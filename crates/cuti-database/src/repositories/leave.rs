//! Leave request repository implementation.
//!
//! Every state transition is a single conditional `UPDATE` guarded by the
//! expected current status, so two racing callers cannot both succeed.

use sqlx::PgPool;
use uuid::Uuid;

use cuti_core::error::{AppError, ErrorKind};
use cuti_core::result::AppResult;
use cuti_core::types::pagination::{PageRequest, PageResponse};
use cuti_entity::leave::{
    CreateLeave, LeaveFilter, LeaveRecord, LeaveRequest, LeaveScope, LeaveStatus, UpdateLeave,
};

const RECORD_COLUMNS: &str = "l.id, l.account_username, a.name AS owner_name, \
     a.department_id AS owner_department_id, d.name AS owner_department_name, \
     l.manager_username, l.start_date, l.end_date, l.reason, l.status, \
     l.created_at, l.updated_at";

const RECORD_JOIN: &str = "leave_requests l \
     JOIN accounts a ON a.username = l.account_username \
     JOIN departments d ON d.id = a.department_id";

const SCOPE_PREDICATE: &str = "($1::text IS NULL OR l.account_username = $1) \
     AND ($2::uuid IS NULL OR (a.department_id = $2 \
          AND (l.status <> 'DRAFT' OR l.account_username = $3))) \
     AND ($4::leave_status IS NULL OR l.status = $4)";

/// Repository for leave requests.
#[derive(Debug, Clone)]
pub struct LeaveRepository {
    pool: PgPool,
}

impl LeaveRepository {
    pub fn new(pool: PgPool) -> Self {
        Self { pool }
    }

    /// Insert a new request in DRAFT.
    pub async fn create(&self, data: &CreateLeave) -> AppResult<LeaveRequest> {
        sqlx::query_as::<_, LeaveRequest>(
            "INSERT INTO leave_requests (id, account_username, start_date, end_date, reason, status) \
             VALUES ($1, $2, $3, $4, $5, 'DRAFT') RETURNING *",
        )
        .bind(Uuid::new_v4())
        .bind(&data.account_username)
        .bind(data.start_date)
        .bind(data.end_date)
        .bind(&data.reason)
        .fetch_one(&self.pool)
        .await
        .map_err(|e| map_write_error(e, "Failed to create leave draft"))
    }

    /// Find a request together with its owner's department.
    pub async fn find_record(&self, id: Uuid) -> AppResult<Option<LeaveRecord>> {
        let sql = format!("SELECT {RECORD_COLUMNS} FROM {RECORD_JOIN} WHERE l.id = $1");
        sqlx::query_as::<_, LeaveRecord>(&sql)
            .bind(id)
            .fetch_optional(&self.pool)
            .await
            .map_err(|e| AppError::with_source(ErrorKind::Database, "Failed to find leave request", e))
    }

    /// DRAFT -> TERKIRIM for the owner. `None` when no owned draft matched.
    pub async fn submit(&self, id: Uuid, owner: &str) -> AppResult<Option<LeaveRequest>> {
        sqlx::query_as::<_, LeaveRequest>(
            "UPDATE leave_requests SET status = 'TERKIRIM', updated_at = NOW() \
             WHERE id = $1 AND account_username = $2 AND status = 'DRAFT' RETURNING *",
        )
        .bind(id)
        .bind(owner)
        .fetch_optional(&self.pool)
        .await
        .map_err(|e| AppError::with_source(ErrorKind::Database, "Failed to submit leave draft", e))
    }

    /// TERKIRIM -> `decision`, recording the manager.
    pub async fn verify(
        &self,
        id: Uuid,
        manager: &str,
        decision: LeaveStatus,
    ) -> AppResult<Option<LeaveRequest>> {
        sqlx::query_as::<_, LeaveRequest>(
            "UPDATE leave_requests SET status = $3, manager_username = $2, updated_at = NOW() \
             WHERE id = $1 AND status = 'TERKIRIM' RETURNING *",
        )
        .bind(id)
        .bind(manager)
        .bind(decision)
        .fetch_optional(&self.pool)
        .await
        .map_err(|e| AppError::with_source(ErrorKind::Database, "Failed to verify leave request", e))
    }

    /// Edit an owned draft; absent fields keep their value.
    pub async fn update_draft(
        &self,
        id: Uuid,
        owner: &str,
        data: &UpdateLeave,
    ) -> AppResult<Option<LeaveRequest>> {
        sqlx::query_as::<_, LeaveRequest>(
            "UPDATE leave_requests SET start_date = COALESCE($3, start_date), \
                                       end_date = COALESCE($4, end_date), \
                                       reason = COALESCE($5, reason), \
                                       updated_at = NOW() \
             WHERE id = $1 AND account_username = $2 AND status = 'DRAFT' RETURNING *",
        )
        .bind(id)
        .bind(owner)
        .bind(data.start_date)
        .bind(data.end_date)
        .bind(&data.reason)
        .fetch_optional(&self.pool)
        .await
        .map_err(|e| map_write_error(e, "Failed to update leave draft"))
    }

    /// Delete an owned draft. Returns `false` when nothing matched.
    pub async fn delete_draft(&self, id: Uuid, owner: &str) -> AppResult<bool> {
        let result = sqlx::query(
            "DELETE FROM leave_requests \
             WHERE id = $1 AND account_username = $2 AND status = 'DRAFT'",
        )
        .bind(id)
        .bind(owner)
        .execute(&self.pool)
        .await
        .map_err(|e| AppError::with_source(ErrorKind::Database, "Failed to delete leave draft", e))?;

        Ok(result.rows_affected() > 0)
    }

    /// Scoped, paginated search, newest first.
    pub async fn search(
        &self,
        filter: &LeaveFilter,
        page: &PageRequest,
    ) -> AppResult<PageResponse<LeaveRecord>> {
        let (owner, department_id, viewer) = match &filter.scope {
            LeaveScope::Owner(username) => (Some(username.as_str()), None, None),
            LeaveScope::Department {
                department_id,
                viewer,
            } => (None, Some(*department_id), Some(viewer.as_str())),
            LeaveScope::All => (None, None, None),
        };

        let count_sql = format!("SELECT COUNT(*) FROM {RECORD_JOIN} WHERE {SCOPE_PREDICATE}");
        let total: i64 = sqlx::query_scalar(&count_sql)
            .bind(owner)
            .bind(department_id)
            .bind(viewer)
            .bind(filter.status)
            .fetch_one(&self.pool)
            .await
            .map_err(|e| {
                AppError::with_source(ErrorKind::Database, "Failed to count leave requests", e)
            })?;

        let sql = format!(
            "SELECT {RECORD_COLUMNS} FROM {RECORD_JOIN} WHERE {SCOPE_PREDICATE} \
             ORDER BY l.created_at DESC LIMIT $5 OFFSET $6"
        );
        let records = sqlx::query_as::<_, LeaveRecord>(&sql)
            .bind(owner)
            .bind(department_id)
            .bind(viewer)
            .bind(filter.status)
            .bind(page.limit())
            .bind(page.offset())
            .fetch_all(&self.pool)
            .await
            .map_err(|e| {
                AppError::with_source(ErrorKind::Database, "Failed to search leave requests", e)
            })?;

        Ok(PageResponse::new(records, page, total as u64))
    }
}

fn map_write_error(e: sqlx::Error, context: &'static str) -> AppError {
    match e {
        sqlx::Error::Database(ref db_err)
            if db_err.constraint() == Some("leave_requests_date_range_check") =>
        {
            AppError::validation("Tanggal selesai harus lebih besar atau sama dengan tanggal mulai")
        }
        _ => AppError::with_source(ErrorKind::Database, context, e),
    }
}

Requirement ->
What you output should match every line above exactly.

Response box ->
filename crates/cuti-database/src/repositories/leave.rs
//! Leave request repository implementation.
//!
//! Every state transition is a single conditional `UPDATE` guarded by the
//! expected current status, so two racing callers cannot both succeed.

use sqlx::PgPool;
use uuid::Uuid;

use cuti_core::error::{AppError, ErrorKind};
use cuti_core::result::AppResult;
use cuti_core::types::pagination::{PageRequest, PageResponse};
use cuti_entity::leave::{
    CreateLeave, LeaveFilter, LeaveRecord, LeaveRequest, LeaveScope, LeaveStatus, UpdateLeave,
};

const RECORD_COLUMNS: &str = "l.id, l.account_username, a.name AS owner_name, \
     a.department_id AS owner_department_id, d.name AS owner_department_name, \
     l.manager_username, l.start_date, l.end_date, l.reason, l.status, \
     l.created_at, l.updated_at";

const RECORD_JOIN: &str = "leave_requests l \
     JOIN accounts a ON a.username = l.account_username \
     JOIN departments d ON d.id = a.department_id";

const SCOPE_PREDICATE: &str = "($1::text IS NULL OR l.account_username = $1) \
     AND ($2::uuid IS NULL OR (a.department_id = $2 \
          AND (l.status <> 'DRAFT' OR l.account_username = $3))) \
     AND ($4::leave_status IS NULL OR l.status = $4)";

/// Repository for leave requests.
#[derive(Debug, Clone)]
pub struct LeaveRepository {
    pool: PgPool,
}

impl LeaveRepository {
    pub fn new(pool: PgPool) -> Self {
        Self { pool }
    }

    /// Insert a new request in DRAFT.
    pub async fn create(&self, data: &CreateLeave) -> AppResult<LeaveRequest> {
        sqlx::query_as::<_, LeaveRequest>(
            "INSERT INTO leave_requests (id, account_username, start_date, end_date, reason, status) \
             VALUES ($1, $2, $3, $4, $5, 'DRAFT') RETURNING *",
        )
        .bind(Uuid::new_v4())
        .bind(&data.account_username)
        .bind(data.start_date)
        .bind(data.end_date)
        .bind(&data.reason)
        .fetch_one(&self.pool)
        .await
        .map_err(|e| map_write_error(e, "Failed to create leave draft"))
    }

    /// Find a request together with its owner's department.
    pub async fn find_record(&self, id: Uuid) -> AppResult<Option<LeaveRecord>> {
        let sql = format!("SELECT {RECORD_COLUMNS} FROM {RECORD_JOIN} WHERE l.id = $1");
        sqlx::query_as::<_, LeaveRecord>(&sql)
            .bind(id)
            .fetch_optional(&self.pool)
            .await
            .map_err(|e| AppError::with_source(ErrorKind::Database, "Failed to find leave request", e))
    }

    /// DRAFT -> TERKIRIM for the owner. `None` when no owned draft matched.
    pub async fn submit(&self, id: Uuid, owner: &str) -> AppResult<Option<LeaveRequest>> {
        sqlx::query_as::<_, LeaveRequest>(
            "UPDATE leave_requests SET status = 'TERKIRIM', updated_at = NOW() \
             WHERE id = $1 AND account_username = $2 AND status = 'DRAFT' RETURNING *",
        )
        .bind(id)
        .bind(owner)
        .fetch_optional(&self.pool)
        .await
        .map_err(|e| AppError::with_source(ErrorKind::Database, "Failed to submit leave draft", e))
    }

    /// TERKIRIM -> `decision`, recording the manager.
    pub async fn verify(
        &self,
        id: Uuid,
        manager: &str,
        decision: LeaveStatus,
    ) -> AppResult<Option<LeaveRequest>> {
        sqlx::query_as::<_, LeaveRequest>(
            "UPDATE leave_requests SET status = $3, manager_username = $2, updated_at = NOW() \
             WHERE id = $1 AND status = 'TERKIRIM' RETURNING *",
        )
        .bind(id)
        .bind(manager)
        .bind(decision)
        .fetch_optional(&self.pool)
        .await
        .map_err(|e| AppError::with_source(ErrorKind::Database, "Failed to verify leave request", e))
    }

    /// Edit an owned draft; absent fields keep their value.
    pub async fn update_draft(
        &self,
        id: Uuid,
        owner: &str,
        data: &UpdateLeave,
    ) -> AppResult<Option<LeaveRequest>> {
        sqlx::query_as::<_, LeaveRequest>(
            "UPDATE leave_requests SET start_date = COALESCE($3, start_date), \
                                       end_date = COALESCE($4, end_date), \
                                       reason = COALESCE($5, reason), \
                                       updated_at = NOW() \
             WHERE id = $1 AND account_username = $2 AND status = 'DRAFT' RETURNING *",
        )
        .bind(id)
        .bind(owner)
        .bind(data.start_date)
        .bind(data.end_date)
        .bind(&data.reason)
        .fetch_optional(&self.pool)
        .await
        .map_err(|e| map_write_error(e, "Failed to update leave draft"))
    }

    /// Delete an owned draft. Returns `false` when nothing matched.
    pub async fn delete_draft(&self, id: Uuid, owner: &str) -> AppResult<bool> {
        let result = sqlx::query(
            "DELETE FROM leave_requests \
             WHERE id = $1 AND account_username = $2 AND status = 'DRAFT'",
        )
        .bind(id)
        .bind(owner)
        .execute(&self.pool)
        .await
        .map_err(|e| AppError::with_source(ErrorKind::Database, "Failed to delete leave draft", e))?;

        Ok(result.rows_affected() > 0)
    }

    /// Scoped, paginated search, newest first.
    pub async fn search(
        &self,
        filter: &LeaveFilter,
        page: &PageRequest,
    ) -> AppResult<PageResponse<LeaveRecord>> {
        let (owner, department_id, viewer) = match &filter.scope {
            LeaveScope::Owner(username) => (Some(username.as_str()), None, None),
            LeaveScope::Department {
                department_id,
                viewer,
            } => (None, Some(*department_id), Some(viewer.as_str())),
            LeaveScope::All => (None, None, None),
        };

        let count_sql = format!("SELECT COUNT(*) FROM {RECORD_JOIN} WHERE {SCOPE_PREDICATE}");
        let total: i64 = sqlx::query_scalar(&count_sql)
            .bind(owner)
            .bind(department_id)
            .bind(viewer)
            .bind(filter.status)
            .fetch_one(&self.pool)
            .await
            .map_err(|e| {
                AppError::with_source(ErrorKind::Database, "Failed to count leave requests", e)
            })?;

        let sql = format!(
            "SELECT {RECORD_COLUMNS} FROM {RECORD_JOIN} WHERE {SCOPE_PREDICATE} \
             ORDER BY l.created_at DESC LIMIT $5 OFFSET $6"
        );
        let records = sqlx::query_as::<_, LeaveRecord>(&sql)
            .bind(owner)
            .bind(department_id)
            .bind(viewer)
            .bind(filter.status)
            .bind(page.limit())
            .bind(page.offset())
            .fetch_all(&self.pool)
            .await
            .map_err(|e| {
                AppError::with_source(ErrorKind::Database, "Failed to search leave requests", e)
            })?;

        Ok(PageResponse::new(records, page, total as u64))
    }
}

fn map_write_error(e: sqlx::Error, context: &'static str) -> AppError {
    match e {
        sqlx::Error::Database(ref db_err)
            if db_err.constraint() == Some("leave_requests_date_range_check") =>
        {
            AppError::validation("Tanggal selesai harus lebih besar atau sama dengan tanggal mulai")
        }
        _ => AppError::with_source(ErrorKind::Database, context, e),
    }
}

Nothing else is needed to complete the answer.